Check If Two Curve Segments Intersect

Question

I have 4 geographic points (latitude, longitude, altitude). By assuming the curvature of the earth, these correspond to two curves. Points A and B make up the end points of the first curve segment. Points C and D make up the end points of the second curve segment.

I want to determine if these two curve segments intersect. I'm assuming the best way to go about this is to convert these four points into Cartesian Coordinates which I've done. But I'm not sure how to solve for the rest. I've seen examples pertaining to two great circles, infinite lines, or line segments. But I haven't been able to put it all together. Anyone have any ideas (or better tags for me)?

Answer 1

A great circle is the intersection of the sphere and a plane through the origin. For two great circles, their planes will intersect in a line passing through the center. The two intersection points of the line with the sphere are also the two intersection points of the two great circles.

The only thing remaining to determine is if one of those intersection points is on the arcs $\overset\frown {AB}$ and $\overset\frown {CD}$ instead of their opposite arcs on the great circle. If $\overset\frown {PQ}$ always refer to the shorter of the two great circle arcs generated by non-antipodal points $P$ and $Q$, then an easy trick is that the plane intersection line will intersect the arc $\overset\frown {PQ}$ if and only if it also intersects the chord $\overline{PQ}$.

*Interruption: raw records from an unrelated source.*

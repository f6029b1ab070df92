//! Soft-failure reporting for codec application.

use std::fmt;

/// A recoverable per-cell encoding failure, before it is tied to a table
/// position.
#[derive(Debug, Clone, PartialEq, Eq)]
pub struct CodecFailure {
    pub reason: String,
}

impl CodecFailure {
    pub fn new(reason: impl Into<String>) -> Self {
        Self {
            reason: reason.into(),
        }
    }
}

/// A soft failure located at a table cell. Never fatal: the offending cell
/// degrades to an empty value and processing continues.
#[derive(Debug, Clone, PartialEq, Eq)]
pub struct CodecWarning {
    /// Bare field name of the column.
    pub column: String,
    /// Zero-based data row index (header row excluded).
    pub row: usize,
    pub reason: String,
}

impl CodecWarning {
    pub fn located(failure: CodecFailure, column: &str, row: usize) -> Self {
        Self {
            column: column.to_string(),
            row,
            reason: failure.reason,
        }
    }
}

impl fmt::Display for CodecWarning {
    fn fmt(&self, f: &mut fmt::Formatter<'_>) -> fmt::Result {
        write!(f, "{} (row {}): {}", self.column, self.row + 1, self.reason)
    }
}
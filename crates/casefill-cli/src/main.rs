//! Casefill CLI.

use casefill_cli::logging::{LogConfig, LogFormat, init_logging};
use clap::{ColorChoice, Parser};
use std::io::{self, IsTerminal};
use tracing::level_filters::LevelFilter;

mod cli;
mod commands;
mod summary;

use crate::cli::{Cli, Command, LogFormatArg, LogLevelArg};
use crate::commands::{run_answer, run_schema};
use crate::summary::print_summary;

fn main() {
    let cli = Cli::parse();
    cli.color.write_global();
    let log_config = log_config_from_cli(&cli);
    if let Err(error) = init_logging(&log_config) {
        eprintln!("error: failed to initialize logging: {error}");
        std::process::exit(1);
    }
    let exit_code = match cli.command {
        Command::Answer(args) => match run_answer(&args) {
            Ok(result) => {
                print_summary(&result);
                0
            }
            Err(error) => {
                eprintln!("error: {error:#}");
                1
            }
        },
        Command::Schema(args) => match run_schema(&args) {
            Ok(()) => 0,
            Err(error) => {
                eprintln!("error: {error:#}");
                1
            }
        },
    };
    std::process::exit(exit_code);
}

/// Build logging configuration from CLI flags with consistent precedence.
fn log_config_from_cli(cli: &Cli) -> LogConfig {
    let mut config = LogConfig {
        level_filter: cli.verbosity.tracing_level_filter(),
        ..LogConfig::default()
    };
    config.use_env_filter = !(cli.verbosity.is_present() || cli.log_level.is_some());
    if let Some(level) = cli.log_level {
        config.level_filter = match level {
            LogLevelArg::Error => LevelFilter::ERROR,
            LogLevelArg::Warn => LevelFilter::WARN,
            LogLevelArg::Info => LevelFilter::INFO,
            LogLevelArg::Debug => LevelFilter::DEBUG,
            LogLevelArg::Trace => LevelFilter::TRACE,
        };
    }
    config.format = match cli.log_format {
        LogFormatArg::Pretty => LogFormat::Pretty,
        LogFormatArg::Compact => LogFormat::Compact,
        LogFormatArg::Json => LogFormat::Json,
    };
    config.log_file = cli.log_file.clone();
    config.with_ansi = match cli.color.color {
        ColorChoice::Always => true,
        ColorChoice::Never => false,
        ColorChoice::Auto => cli.log_file.is_none() && io::stderr().is_terminal(),
    };
    config
}
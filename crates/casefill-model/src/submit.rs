//! Boundary types for the downstream submission collaborator.
//!
//! The pipeline only produces payloads; transport, authentication, and retry
//! live behind [`Submitter`]. The core makes no assumption beyond the
//! status-code/body shape of a response.

use std::collections::BTreeMap;

use crate::answer::AnswerPayload;
use crate::error::Result;

/// Response surface of one submission attempt.
#[derive(Debug, Clone)]
pub struct SubmitOutcome {
    pub status_code: u16,
    pub response_body: serde_json::Value,
}

/// Implemented by the out-of-process submission layer.
pub trait Submitter {
    fn submit(&self, payload: &AnswerPayload) -> Result<SubmitOutcome>;
}

/// Frequency of status codes across a submission batch.
#[derive(Debug, Clone, Default)]
pub struct SubmitSummary {
    pub status_counts: BTreeMap<u16, usize>,
    /// Transport-level failures (no status code obtained).
    pub failures: Vec<String>,
}

impl SubmitSummary {
    pub fn record(&mut self, status_code: u16) {
        *self.status_counts.entry(status_code).or_insert(0) += 1;
    }

    pub fn total(&self) -> usize {
        self.status_counts.values().sum::<usize>() + self.failures.len()
    }
}

/// Drives a submitter over a payload batch, tallying status codes.
///
/// Individual failures never abort the batch; they are recorded and the next
/// payload is attempted.
pub fn submit_payloads(submitter: &dyn Submitter, payloads: &[AnswerPayload]) -> SubmitSummary {
    let mut summary = SubmitSummary::default();
    for payload in payloads {
        match submitter.submit(payload) {
            Ok(outcome) => summary.record(outcome.status_code),
            Err(error) => summary
                .failures
                .push(format!("case {}: {error}", payload.case_id)),
        }
    }
    summary
}

#[cfg(test)]
mod tests {
    use super::*;
    use crate::error::CasefillError;

    struct FlakySubmitter;

    impl Submitter for FlakySubmitter {
        fn submit(&self, payload: &AnswerPayload) -> Result<SubmitOutcome> {
            if payload.case_id == "bad" {
                return Err(CasefillError::Message("connection reset".to_string()));
            }
            Ok(SubmitOutcome {
                status_code: 200,
                response_body: serde_json::json!({"code": "OK"}),
            })
        }
    }

    #[test]
    fn tallies_status_codes_and_failures() {
        let payloads = vec![
            AnswerPayload::new("1001"),
            AnswerPayload::new("bad"),
            AnswerPayload::new("1002"),
        ];
        let summary = submit_payloads(&FlakySubmitter, &payloads);
        assert_eq!(summary.status_counts.get(&200), Some(&2));
        assert_eq!(summary.failures.len(), 1);
        assert_eq!(summary.total(), 3);
    }
}
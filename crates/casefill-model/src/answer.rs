//! Answer payload shapes consumed by the downstream submission API.

use serde::{Deserialize, Serialize};

/// Fixed provenance tag attached to every generated answer.
pub const ANSWER_SOURCE: &str = "customer";

/// Sentinel produced by multi-value codecs for an empty cell. Payload
/// construction normalizes it back to the empty string.
pub const EMPTY_MULTI: &str = "[]";

/// One answered field within a payload.
#[derive(Debug, Clone, PartialEq, Eq, Serialize, Deserialize)]
pub struct AnswerEntry {
    pub field_name: String,
    pub field_value: String,
    pub source: String,
}

impl AnswerEntry {
    /// Builds a customer-sourced answer entry.
    pub fn customer(field_name: impl Into<String>, field_value: impl Into<String>) -> Self {
        Self {
            field_name: field_name.into(),
            field_value: field_value.into(),
            source: ANSWER_SOURCE.to_string(),
        }
    }
}

/// The JSON object submitted to answer one case's fields in one request.
#[derive(Debug, Clone, PartialEq, Eq, Serialize, Deserialize)]
pub struct AnswerPayload {
    pub case_id: String,
    pub is_question_mode: bool,
    pub answers: Vec<AnswerEntry>,
}

impl AnswerPayload {
    /// Creates an empty answer-mode payload for a case.
    pub fn new(case_id: impl Into<String>) -> Self {
        Self {
            case_id: case_id.into(),
            is_question_mode: false,
            answers: Vec::new(),
        }
    }
}

#[cfg(test)]
mod tests {
    use super::*;

    #[test]
    fn payload_serializes_in_answer_mode() {
        let mut payload = AnswerPayload::new("1001");
        payload.answers.push(AnswerEntry::customer("name", "Alice"));
        let json = serde_json::to_string(&payload).expect("serialize payload");
        assert_eq!(
            json,
            "{\"case_id\":\"1001\",\"is_question_mode\":false,\
             \"answers\":[{\"field_name\":\"name\",\"field_value\":\"Alice\",\
             \"source\":\"customer\"}]}"
        );
    }
}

So you have points $A, B, C, D$, which you've already converted into cartesian coordinates. You don't say what size sphere you've converted them too, but it will be easiest if it is points on the unit sphere. Treat these points as vectors.

• The normal to the plane of the great circle through $A$ and $B$ is $\vec n = A \times B$ - the vector cross-product. The plane itself has equation $\vec n \cdot \vec r = 0$, where $\vec r$ is the position vector. Similarly, let $\vec m = C \times D$. From a mathematical point of view, it doesn't matter, but it might be wise numerically to replace $\vec n$ and $\vec m$ with their normalized versions: $\hat n = \frac{\vec n}{\|\vec n\|}, \hat m = \frac{\vec m}{\|\vec m\|}$.

• The line of intersection between these two planes is perpendicular to both normals, which means it must be parallel to their cross-product, so let $\vec v = \hat n \times \hat m$. Again, for numerical stability, it is best to use $\hat v = \frac{\vec v}{\|\vec v\|}$ instead of $\vec v$ itself - though mathematically both will give the same answer. Since this line passes through the origin, it is the set $\{t\hat v\mid t\in \Bbb R\}$.

• The line segment from $A$ to $B$ is $\{A + s(B - A)\mid s \in [0,1]\}$.

So to find if they intersect, we need to solve $t\hat v = A + s(B - A)$ for $t$ and $s$. As $A, B, \hat v$ are 3-dimensional vectors, this is a system of three linear equations in the two unknowns $s$ and $t$. This system can have $0, 1$ or infinitely many solutions, though the latter can be discounted, as it would require $A$ and $B$ to be antipodes, which would have failed much earlier. If it has no solution, then the two arcs cannot intersect. If there is a unique solution, then look at the value of $s$: if $s < 0$ or $s > 1$, then the line does not intersect $\overline{AB}$ and $\overset\frown {AB}$, so again there is no intersection between the arcs.

If $s \in [0,1]$, the line intersects $\overset\frown {AB}$. Perform the same calculation for $\overset\frown {CD}$. It that $s \in [0,1]$ as well, the line also intersects $\overset\frown {CD}$ - but it may do so on the opposite side of the sphere from the intersection with $\overset\frown {AB}$. So now compare the two values for $t$ obtained from the $\overset\frown {AB}$ and $\overset\frown {CD}$ calculations. If they are of the same sign, then $\overset\frown {AB}$ and $\overset\frown {CD}$ intersect. If they are of opposite sign, they do not intersect.